VSA-2026-016: Linux Kernel ptrace and RDS Local Privilege Escalation (CVE-2026-46333, CVE-2026-43494)
| Published | Updated | Severity | CVSS 4.0 | Affected products |
|---|---|---|---|---|
| 2026-06-02 | 2026-06-02 | 🟠Moderate | 5.5 and 7.8 | XCP-ng, XOA |
Two Linux kernel vulnerabilities and their associated CVEs (CVE-2026-46333, CVE-2026-43494) have been disclosed, along with exploits leveraging them. For Vates products, we classify the impact as Moderate: XCP-ng and XOA are affected. For details on how we assign severity levels, see our Severity Levels Explained page.
Summary​
Both vulnerabilities are Local Privilege Escalation:
- Vulnerability CVE-2026-46333 is in the kernel's ptrace sub-system. Incorrect tracking of a user's privilege level when a task is exiting could allow an unprivileged local user to escalate to root by writing to file descriptors they are not supposed to have access to. Changes made to potentially root-owned files are persisted across reboots.
- Vulnerability CVE-2026-43494 is in the kernel's RDS module. A double-free of pinned pages in the transmit error path could allow an unprivileged local user to escalate to root by modifying page caches for file-backed files — for example, overwriting a SUID binary in the page cache with a shellcode. Changes are not persistent across reboots.
There are public exploits leveraging these:
- "ssh-keysign-pwn" and "ptrace_may_dream" are exploits leveraging CVE-2026-46333.

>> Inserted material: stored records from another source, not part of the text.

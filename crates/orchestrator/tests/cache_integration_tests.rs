//! Cache Integration Tests
//!
//! LRU bounds, JPEG-backed image storage and device-driven sizing.

mod support;

use orchestrator::{
    BoundedLru, CacheConfig, CacheStore, DeviceCapabilities, GenerationCache, PerformanceTier,
    TelemetryRecorder,
};
use proptest::prelude::*;
use std::sync::Arc;
use support::solid_image;

fn cache_with(config: CacheConfig) -> (GenerationCache, Arc<TelemetryRecorder>) {
    let telemetry = Arc::new(TelemetryRecorder::new());
    (GenerationCache::new(config, telemetry.clone()), telemetry)
}

proptest! {
    /// Size never exceeds capacity and the last key put is always present.
    #[test]
    fn prop_lru_respects_capacity(
        capacity in 1usize..16,
        keys in proptest::collection::vec(0u8..32, 1..200),
    ) {
        let mut lru = BoundedLru::new(capacity);
        for (i, key) in keys.iter().enumerate() {
            lru.put(*key, i);
            prop_assert!(lru.len() <= capacity);
            prop_assert!(lru.contains(key));
        }
    }

    /// Anything read after the newest insert survives one more insert.
    #[test]
    fn prop_recent_read_survives_eviction(
        capacity in 2usize..10,
        fill in 0usize..40,
    ) {
        let mut lru = BoundedLru::new(capacity);
        for i in 0..(capacity + fill) {
            lru.put(i, i);
        }
        let oldest = lru.keys_by_recency()[0];
        prop_assert!(lru.get(&oldest).is_some());

        lru.put(usize::MAX, 0);
        prop_assert!(lru.contains(&oldest));
    }
}

/// Test that images survive the JPEG round trip with their dimensions
#[test]
fn test_image_round_trip() {
    let (cache, telemetry) = cache_with(CacheConfig::default());
    let image = solid_image(32, 24, [90, 160, 220, 255]);

    assert!(cache.get_image("k").is_none());
    cache.put_image("k", &image);

    let restored = cache.get_image("k").expect("cached image");
    assert_eq!((restored.width(), restored.height()), (32, 24));
    assert!(cache.contains("k"));

    let stats = cache.get_stats();
    assert_eq!(stats.image_count, 1);
    assert!(stats.image_bytes > 0);
    assert!((stats.image_hit_rate - 0.5).abs() < f64::EPSILON);

    let report = telemetry.get_telemetry_report();
    assert_eq!(report.image_cache.hits, 1);
    assert_eq!(report.image_cache.misses, 1);
    assert_eq!(report.image_cache.puts, 1);
}

/// Test least-recently-used eviction in the text store
#[test]
fn test_text_eviction_order() {
    let (cache, telemetry) = cache_with(CacheConfig {
        image_capacity: 2,
        text_capacity: 2,
        image_quality: 80,
    });

    cache.put_text("a", "alpha");
    cache.put_text("b", "beta");
    // Touch "a" so "b" becomes the eviction candidate
    assert_eq!(cache.get_text("a").as_deref(), Some("alpha"));
    cache.put_text("c", "gamma");

    assert!(cache.get_text("b").is_none());
    assert_eq!(cache.get_text("a").as_deref(), Some("alpha"));
    assert_eq!(cache.get_text("c").as_deref(), Some("gamma"));
    assert!(cache.text_inserted_at("c").is_some());

    assert_eq!(cache.get_stats().total_evictions, 1);
    assert_eq!(telemetry.get_telemetry_report().text_cache.evictions, 1);
}

/// Test that clearing empties both stores
#[test]
fn test_clear_empties_both_stores() {
    let (cache, _) = cache_with(CacheConfig::default());
    cache.put_text("t", "text");
    cache.put_image("i", &solid_image(4, 4, [0, 0, 0, 255]));

    cache.clear();

    let stats = cache.get_stats();
    assert_eq!(stats.image_count, 0);
    assert_eq!(stats.text_count, 0);
    assert!(!cache.contains("t"));
}

/// Test that device tiers size the cache when adaptation is on
#[test]
fn test_device_tier_sizes_cache() {
    let mut base = common::CacheConfigBase::default();
    let low = DeviceCapabilities::for_tier(PerformanceTier::Low);
    let high = DeviceCapabilities::for_tier(PerformanceTier::High);

    let low_config = CacheConfig::resolve(&base, &low);
    let high_config = CacheConfig::resolve(&base, &high);
    assert!(low_config.image_capacity < high_config.image_capacity);
    assert!(low_config.image_quality < high_config.image_quality);

    base.adapt_to_device = false;
    base.image_capacity = 7;
    assert_eq!(CacheConfig::resolve(&base, &high).image_capacity, 7);

    let telemetry = TelemetryRecorder::new();
    telemetry.record_cache_hit(CacheStore::Text);
    assert_eq!(telemetry.get_telemetry_report().text_cache.hits, 1);
}
//! A scriptable in-memory [`WalletProvider`] for tests.

use std::sync::{Mutex, PoisonError};

use alloy_primitives::{Address, Bytes};
use serde_json::{Value, json};

use super::{
    ETH_ACCOUNTS, ETH_CHAIN_ID, ETH_REQUEST_ACCOUNTS, ETH_SIGN_TYPED_DATA_V4, ProviderError,
    ProviderFlags, WalletKind, WalletProvider,
};

/// Records every request and answers from a fixed script.
#[derive(Debug)]
pub struct MockProvider {
    flags: ProviderFlags,
    accounts: Mutex<Vec<Address>>,
    chain_id: u64,
    account_error: Option<ProviderError>,
    signature: Option<Bytes>,
    sign_error: Option<ProviderError>,
    calls: Mutex<Vec<(String, Value)>>,
}

impl MockProvider {
    /// A provider publishing the genuine flags for `kind`, with no accounts.
    #[must_use]
    pub fn new(kind: WalletKind) -> Self {
        Self::with_flags(ProviderFlags::for_kind(kind))
    }

    /// A provider publishing arbitrary identity flags.
    #[must_use]
    pub fn with_flags(flags: ProviderFlags) -> Self {
        Self {
            flags,
            accounts: Mutex::new(Vec::new()),
            chain_id: 1,
            account_error: None,
            signature: None,
            sign_error: None,
            calls: Mutex::new(Vec::new()),
        }
    }

    /// Adds an account to the list `eth_accounts` returns.
    #[must_use]
    pub fn with_account(self, account: Address) -> Self {
        self.accounts_mut().push(account);
        self
    }

    /// Sets the chain `eth_chainId` reports.
    #[must_use]
    pub const fn with_chain_id(mut self, chain_id: u64) -> Self {
        self.chain_id = chain_id;
        self
    }

    /// Makes `eth_requestAccounts` fail.
    #[must_use]
    pub fn with_account_error(mut self, error: ProviderError) -> Self {
        self.account_error = Some(error);
        self
    }

    /// Sets the raw signature returned for typed-data requests.
    #[must_use]
    pub fn with_signature(mut self, signature: impl Into<Bytes>) -> Self {
        self.signature = Some(signature.into());
        self
    }

    /// Makes typed-data requests fail.
    #[must_use]
    pub fn with_sign_error(mut self, error: ProviderError) -> Self {
        self.sign_error = Some(error);
        self
    }

    /// Replaces the active account, as if the user switched accounts in the wallet.
    pub fn switch_account(&self, account: Address) {
        let mut accounts = self.accounts_mut();
        accounts.clear();
        accounts.push(account);
    }

    /// Methods called so far, in order.
    #[must_use]
    pub fn calls(&self) -> Vec<String> {
        self.calls
            .lock()
            .unwrap_or_else(PoisonError::into_inner)
            .iter()
            .map(|(method, _)| method.clone())
            .collect()
    }

    /// Parameters of the most recent call to `method`.
    #[must_use]
    pub fn last_params(&self, method: &str) -> Option<Value> {
        self.calls
            .lock()
            .unwrap_or_else(PoisonError::into_inner)
            .iter()
            .rev()
            .find(|(m, _)| m == method)
            .map(|(_, params)| params.clone())
    }

    fn accounts_mut(&self) -> std::sync::MutexGuard<'_, Vec<Address>> {
        self.accounts.lock().unwrap_or_else(PoisonError::into_inner)
    }
}

#[async_trait::async_trait]
impl WalletProvider for MockProvider {
    fn flags(&self) -> ProviderFlags {
        self.flags
    }

    async fn request(&self, method: &str, params: Value) -> Result<Value, ProviderError> {
        self.calls
            .lock()
            .unwrap_or_else(PoisonError::into_inner)
            .push((method.to_owned(), params));

        match method {
            ETH_REQUEST_ACCOUNTS => match &self.account_error {
                Some(err) => Err(err.clone()),
                None => Ok(json!(*self.accounts_mut())),
            },
            ETH_ACCOUNTS => Ok(json!(*self.accounts_mut())),
            ETH_CHAIN_ID => Ok(json!(format!("{:#x}", self.chain_id))),
            ETH_SIGN_TYPED_DATA_V4 => match (&self.sign_error, &self.signature) {
                (Some(err), _) => Err(err.clone()),
                (None, Some(sig)) => Ok(json!(sig)),
                (None, None) => Err(ProviderError::new(
                    ProviderError::UNSUPPORTED_METHOD,
                    "no signature scripted",
                )),
            },
            other => Err(ProviderError::new(
                ProviderError::UNSUPPORTED_METHOD,
                format!("{other} is not supported"),
            )),
        }
    }
}
//! Seconds-since-epoch timestamps for `validAfter` / `validBefore`.

use std::fmt::{Display, Formatter};
use std::ops::Add;
use std::time::SystemTime;

use serde::{Deserialize, Deserializer, Serialize, Serializer};

/// Unix timestamp in seconds.
///
/// Serialized as a decimal string, which is how ERC-3009 `uint256` fields
/// travel inside typed-data messages. Deserialization also accepts a bare
/// JSON number because some servers emit one.
#[derive(Debug, Clone, Copy, PartialEq, PartialOrd, Ord, Eq)]
pub struct UnixTimestamp(u64);

impl Serialize for UnixTimestamp {
    fn serialize<S: Serializer>(&self, serializer: S) -> Result<S::Ok, S::Error> {
        serializer.serialize_str(&self.0.to_string())
    }
}

impl<'de> Deserialize<'de> for UnixTimestamp {
    fn deserialize<D>(deserializer: D) -> Result<Self, D::Error>
    where
        D: Deserializer<'de>,
    {
        #[derive(Deserialize)]
        #[serde(untagged)]
        enum Raw {
            Number(u64),
            Text(String),
        }

        match Raw::deserialize(deserializer)? {
            Raw::Number(n) => Ok(Self(n)),
            Raw::Text(s) => s
                .parse::<u64>()
                .map(Self)
                .map_err(|_| serde::de::Error::custom("timestamp must be a non-negative integer")),
        }
    }
}

impl Display for UnixTimestamp {
    fn fmt(&self, f: &mut Formatter<'_>) -> std::fmt::Result {
        write!(f, "{}", self.0)
    }
}

impl Add<u64> for UnixTimestamp {
    type Output = Self;

    fn add(self, rhs: u64) -> Self::Output {
        Self(self.0.saturating_add(rhs))
    }
}

impl UnixTimestamp {
    /// Creates a timestamp from raw seconds.
    #[must_use]
    pub const fn from_secs(secs: u64) -> Self {
        Self(secs)
    }

    /// Returns the current system time.
    ///
    /// # Panics
    ///
    /// Panics if the system clock is before the Unix epoch.
    #[must_use]
    pub fn now() -> Self {
        let now = SystemTime::now()
            .duration_since(SystemTime::UNIX_EPOCH)
            .expect("SystemTime before UNIX epoch?!?")
            .as_secs();
        Self(now)
    }

    /// Returns the raw seconds.
    #[must_use]
    pub const fn as_secs(&self) -> u64 {
        self.0
    }

    /// Subtracts `secs`, clamping at the epoch.
    #[must_use]
    pub const fn saturating_sub(self, secs: u64) -> Self {
        Self(self.0.saturating_sub(secs))
    }
}

#[cfg(test)]
mod tests {
    use super::*;

    #[test]
    fn test_serializes_as_string() {
        let ts = UnixTimestamp::from_secs(1_699_999_999);
        assert_eq!(serde_json::to_string(&ts).unwrap(), "\"1699999999\"");
    }

    #[test]
    fn test_deserializes_string_or_number() {
        let a: UnixTimestamp = serde_json::from_str("\"42\"").unwrap();
        let b: UnixTimestamp = serde_json::from_str("42").unwrap();
        assert_eq!(a, b);
        assert!(serde_json::from_str::<UnixTimestamp>("\"-1\"").is_err());
    }

    #[test]
    fn test_saturating_arithmetic() {
        assert_eq!(UnixTimestamp::from_secs(5).saturating_sub(600).as_secs(), 0);
        assert_eq!((UnixTimestamp::from_secs(u64::MAX) + 1).as_secs(), u64::MAX);
    }
}
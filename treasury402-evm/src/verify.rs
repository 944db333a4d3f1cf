//! EIP-712 signing hash and signer recovery for `TransferWithAuthorization`.
//!
//! The hash is computed from the typed data exactly as it was handed to the
//! wallet, so recovering the signer proves both who signed and that the
//! bundle was not modified after signing.

use std::borrow::Cow;

use alloy_primitives::{Address, B256, Signature, U256};
use alloy_sol_types::{Eip712Domain, SolStruct, sol};
use serde_json::Value;
use treasury402::proto::{SignedAuthorization, TRANSFER_WITH_AUTHORIZATION, TypedData, TypedDataField};

use crate::error::AuthorizationError;

sol!(
    /// ERC-3009 `TransferWithAuthorization`, as hashed by the token contract.
    #[derive(Debug, PartialEq, Eq)]
    struct TransferWithAuthorization {
        address from;
        address to;
        uint256 value;
        uint256 validAfter;
        uint256 validBefore;
        bytes32 nonce;
    }
);

/// The canonical `TransferWithAuthorization` member list.
#[must_use]
pub fn transfer_with_authorization_fields() -> Vec<TypedDataField> {
    [
        ("from", "address"),
        ("to", "address"),
        ("value", "uint256"),
        ("validAfter", "uint256"),
        ("validBefore", "uint256"),
        ("nonce", "bytes32"),
    ]
    .into_iter()
    .map(|(name, kind)| TypedDataField::new(name, kind))
    .collect()
}

/// Extracts the ERC-3009 struct from a typed-data bundle.
///
/// # Errors
///
/// Returns [`AuthorizationError`] if the primary type is not
/// `TransferWithAuthorization`, its declared schema differs from the
/// canonical one, or a message field is missing or malformed.
pub fn transfer_authorization(
    typed_data: &TypedData,
) -> Result<TransferWithAuthorization, AuthorizationError> {
    if typed_data.primary_type != TRANSFER_WITH_AUTHORIZATION {
        return Err(AuthorizationError::UnsupportedPrimaryType(
            typed_data.primary_type.clone(),
        ));
    }
    if let Some(declared) = typed_data.types.get(TRANSFER_WITH_AUTHORIZATION)
        && *declared != transfer_with_authorization_fields()
    {
        return Err(AuthorizationError::NonCanonicalSchema(
            TRANSFER_WITH_AUTHORIZATION.to_owned(),
        ));
    }

    let message = &typed_data.message;
    Ok(TransferWithAuthorization {
        from: address_field(message.get("from"), "from")?,
        to: address_field(message.get("to"), "to")?,
        value: uint_field(message.get("value"), "value")?,
        validAfter: uint_field(message.get("validAfter"), "validAfter")?,
        validBefore: uint_field(message.get("validBefore"), "validBefore")?,
        nonce: bytes32_field(message.get("nonce"), "nonce")?,
    })
}

/// The EIP-712 domain of a typed-data bundle.
#[must_use]
pub fn domain(typed_data: &TypedData) -> Eip712Domain {
    let d = &typed_data.domain;
    Eip712Domain::new(
        d.name.clone().map(Cow::Owned),
        d.version.clone().map(Cow::Owned),
        d.chain_id.map(U256::from),
        d.verifying_contract,
        d.salt,
    )
}

/// Computes the digest a wallet signs for `typed_data`.
///
/// # Errors
///
/// See [`transfer_authorization`].
pub fn signing_hash(typed_data: &TypedData) -> Result<B256, AuthorizationError> {
    let authorization = transfer_authorization(typed_data)?;
    Ok(authorization.eip712_signing_hash(&domain(typed_data)))
}

/// Recovers the address that produced `signature` over `typed_data`.
///
/// # Errors
///
/// Returns [`AuthorizationError::InvalidSignature`] if the signature is
/// malformed or does not recover, or the errors of [`signing_hash`].
pub fn recover_signer(typed_data: &TypedData, signature: &[u8]) -> Result<Address, AuthorizationError> {
    let hash = signing_hash(typed_data)?;
    let signature =
        Signature::from_raw(signature).map_err(|e| AuthorizationError::InvalidSignature(e.to_string()))?;
    signature
        .recover_address_from_prehash(&hash)
        .map_err(|e| AuthorizationError::InvalidSignature(e.to_string()))
}

/// Checks that a signed authorization recovers to its signer and that the
/// signed `from` is that same address. Returns the recovered address.
///
/// # Errors
///
/// Returns [`AuthorizationError::InvalidSignature`] naming the mismatch, or
/// the errors of [`recover_signer`].
pub fn verify_signed_authorization(signed: &SignedAuthorization) -> Result<Address, AuthorizationError> {
    let recovered = recover_signer(signed.typed_data(), signed.signature())?;
    let from = transfer_authorization(signed.typed_data())?.from;
    if recovered != from {
        return Err(AuthorizationError::InvalidSignature(format!(
            "signature recovers to {recovered}, authorization is from {from}"
        )));
    }
    Ok(recovered)
}

fn address_field(value: Option<&Value>, field: &'static str) -> Result<Address, AuthorizationError> {
    let text = value
        .ok_or(AuthorizationError::MissingField(field))?
        .as_str()
        .ok_or_else(|| invalid(field, "expected a hex string"))?;
    text.parse().map_err(|e| invalid(field, e))
}

fn uint_field(value: Option<&Value>, field: &'static str) -> Result<U256, AuthorizationError> {
    match value.ok_or(AuthorizationError::MissingField(field))? {
        Value::String(s) => s.parse().map_err(|e| invalid(field, e)),
        Value::Number(n) => n
            .as_u64()
            .map(U256::from)
            .ok_or_else(|| invalid(field, "expected a non-negative integer")),
        _ => Err(invalid(field, "expected an integer")),
    }
}

fn bytes32_field(value: Option<&Value>, field: &'static str) -> Result<B256, AuthorizationError> {
    let text = value
        .ok_or(AuthorizationError::MissingField(field))?
        .as_str()
        .ok_or_else(|| invalid(field, "expected a hex string"))?;
    text.parse().map_err(|e| invalid(field, e))
}

fn invalid(field: &'static str, reason: impl ToString) -> AuthorizationError {
    AuthorizationError::InvalidField {
        field,
        reason: reason.to_string(),
    }
}

#[cfg(test)]
mod tests {
    use alloy_primitives::{Bytes, address};
    use alloy_signer::Signer;
    use alloy_signer_local::PrivateKeySigner;
    use serde_json::json;
    use treasury402::proto::ChallengeBody;

    use super::*;

    const KEY: &str = "0xac0974bec39a17e36ba4a6b4d238ff944bacb478cbed5efcaee8f3d5b7d2ff80";

    fn signer() -> PrivateKeySigner {
        KEY.parse().unwrap()
    }

    fn typed_data(from: Address) -> TypedData {
        let body = json!({
            "domain": {
                "name": "USD Coin",
                "version": "2",
                "chainId": 8453,
                "verifyingContract": "0x833589fCD6eDb6E08f4c7C32D4f71b54bdA02913"
            },
            "message": {
                "to": "0x95C2259343Bca2E1c1E6bd4F0CBe5b4C8ac2890F",
                "value": "10000",
                "validAfter": "1700000000",
                "validBefore": 1700003600,
                "nonce": "0x1111111111111111111111111111111111111111111111111111111111111111"
            },
            "primaryType": "TransferWithAuthorization",
            "types": {}
        });
        match ChallengeBody::parse(&body) {
            Ok(ChallengeBody::TypedData { typed_data, .. }) => typed_data.with_from(from),
            other => panic!("unexpected: {other:?}"),
        }
    }

    #[test]
    fn test_extracts_struct() {
        let from = signer().address();
        let auth = transfer_authorization(&typed_data(from)).unwrap();
        assert_eq!(auth.from, from);
        assert_eq!(auth.to, address!("95C2259343Bca2E1c1E6bd4F0CBe5b4C8ac2890F"));
        assert_eq!(auth.value, U256::from(10_000));
        assert_eq!(auth.validBefore, U256::from(1_700_003_600u64));
        assert_eq!(auth.nonce, B256::repeat_byte(0x11));
    }

    #[test]
    fn test_rejects_other_primary_types() {
        let mut data = typed_data(signer().address());
        data.primary_type = "Permit".to_owned();
        assert_eq!(
            signing_hash(&data).unwrap_err(),
            AuthorizationError::UnsupportedPrimaryType("Permit".to_owned())
        );
    }

    #[test]
    fn test_rejects_reordered_schema() {
        let mut data = typed_data(signer().address());
        let mut fields = transfer_with_authorization_fields();
        fields.swap(0, 1);
        data.types.insert(TRANSFER_WITH_AUTHORIZATION.to_owned(), fields);
        assert!(matches!(
            signing_hash(&data),
            Err(AuthorizationError::NonCanonicalSchema(_))
        ));
    }

    #[test]
    fn test_missing_from() {
        let mut data = typed_data(signer().address());
        data.message.remove("from");
        assert_eq!(
            signing_hash(&data).unwrap_err(),
            AuthorizationError::MissingField("from")
        );
    }

    #[tokio::test]
    async fn test_recover_signer_round_trip() {
        let signer = signer();
        let data = typed_data(signer.address());
        let hash = signing_hash(&data).unwrap();
        let signature = signer.sign_hash(&hash).await.unwrap();

        let recovered = recover_signer(&data, &signature.as_bytes()).unwrap();
        assert_eq!(recovered, signer.address());

        let signed = SignedAuthorization::new(
            data,
            Bytes::copy_from_slice(&signature.as_bytes()),
            signer.address(),
        );
        assert_eq!(verify_signed_authorization(&signed).unwrap(), signer.address());
    }

    #[tokio::test]
    async fn test_mutation_after_signing_changes_signer() {
        let signer = signer();
        let data = typed_data(signer.address());
        let signature = signer.sign_hash(&signing_hash(&data).unwrap()).await.unwrap();

        let mut tampered = data;
        tampered
            .message
            .insert("value".to_owned(), json!("20000"));
        let recovered = recover_signer(&tampered, &signature.as_bytes()).unwrap();
        assert_ne!(recovered, signer.address());

        let signed = SignedAuthorization::new(
            tampered,
            Bytes::copy_from_slice(&signature.as_bytes()),
            signer.address(),
        );
        assert!(matches!(
            verify_signed_authorization(&signed),
            Err(AuthorizationError::InvalidSignature(_))
        ));
    }
}
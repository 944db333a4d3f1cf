#![cfg_attr(docsrs, feature(doc_auto_cfg))]

//! HTTP side of the treasury unlock flow.
//!
//! [`NegotiationClient`] speaks to the resource server: it fetches the
//! payment challenge for a resource and resubmits the request with the
//! signed proof. [`PaymentContext`] owns the session state and drives the
//! whole flow: connect, fetch, sign, submit.
//!
//! ```no_run
//! # async fn run() -> Result<(), Box<dyn std::error::Error>> {
//! use std::sync::Arc;
//!
//! use treasury402::networks::{BASE_MAINNET, NetworkRegistry};
//! use treasury402::wallet::{WalletHost, WalletKind};
//! use treasury402_http::{ClientConfig, NegotiationClient, PaymentContext, StaticAuth};
//!
//! # let provider: Arc<dyn treasury402::WalletProvider> = unimplemented!();
//! let client = NegotiationClient::new(ClientConfig::load()?, Arc::new(StaticAuth::bearer("token")))?;
//! let context = PaymentContext::new(NetworkRegistry::builtin(), WalletHost::single(provider), client)?;
//!
//! context.connect_wallet(WalletKind::MetaMask).await?;
//! let challenge = context.fetch_payment_info(&BASE_MAINNET, "abc123").await?;
//! println!("paying {} to {}", challenge.amount, challenge.pay_to);
//! let content_url = context.execute_payment().await?;
//! # Ok(())
//! # }
//! ```
//!
//! # Modules
//!
//! - [`client`] - Challenge fetch and proof resubmission over `reqwest`
//! - [`context`] - The single-writer payment state machine
//! - [`config`] - TOML configuration with environment expansion
//! - [`auth`] - Read-only access to the sign-in session
//! - [`constants`] - Header names, paths and defaults
//!
//! # Feature Flags
//!
//! - `telemetry` - Enables tracing instrumentation

pub mod auth;
pub mod client;
pub mod config;
pub mod constants;
pub mod context;

pub use auth::{AuthSession, StaticAuth};
pub use client::{FetchedChallenge, NegotiationClient};
pub use config::{ClientConfig, ConfigError};
pub use context::PaymentContext;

- "pintheft" is an exploit leveraging CVE-2026-43494.
Impact​
An unprivileged local user can escalate privileges to root:
- This is limited in XCP-ng as very few processes are running as other users than root.
- In XOA that could be more impactful as there are network-available services running as unprivileged users.
Affected Versions​
- XCP-ng is impacted by CVE-2026-46333 and CVE-2026-43494.
- XOA is impacted by CVE-2026-46333 and CVE-2026-43494.
Mitigation​
It is possible to blacklist the rds module on both XCP-ng and XOA to neutralize CVE-2026-43494, as this module is not used in standard deployments. There is no practical mitigation for CVE-2026-46333 short of applying the kernel update, as the ptrace sub-system cannot be disabled.
Resolution​
As of 2026-06-02:
- XCP-ng 8.3:
kernel-4.19.19-8.0.46.5.xcpng8.3: Includes the fixes for both CVE-2026-46333 and CVE-2026-43494.
- XOA:
- CVE-2026-46333 is fixed in Debian's kernel version
6.1.174-1. XOA's unattended update mechanism should already have automatically updated the kernel of XOA VMs with a fixed one. - CVE-2026-43494 is not yet fixed in Debian as of 2026-06-02. This page will be updated once a fix is available.
- CVE-2026-46333 is fixed in Debian's kernel version
For the XOA update to be effective, the XOA VM needs to be restarted.
Users running their XOA instance for a long time might be on older versions of Debian, the unattended update mechanism keeps the base version and does not upgrade the base Operating System. Only Debian 11 and 12 have updates, people on older versions will need to upgrade their XOA VM.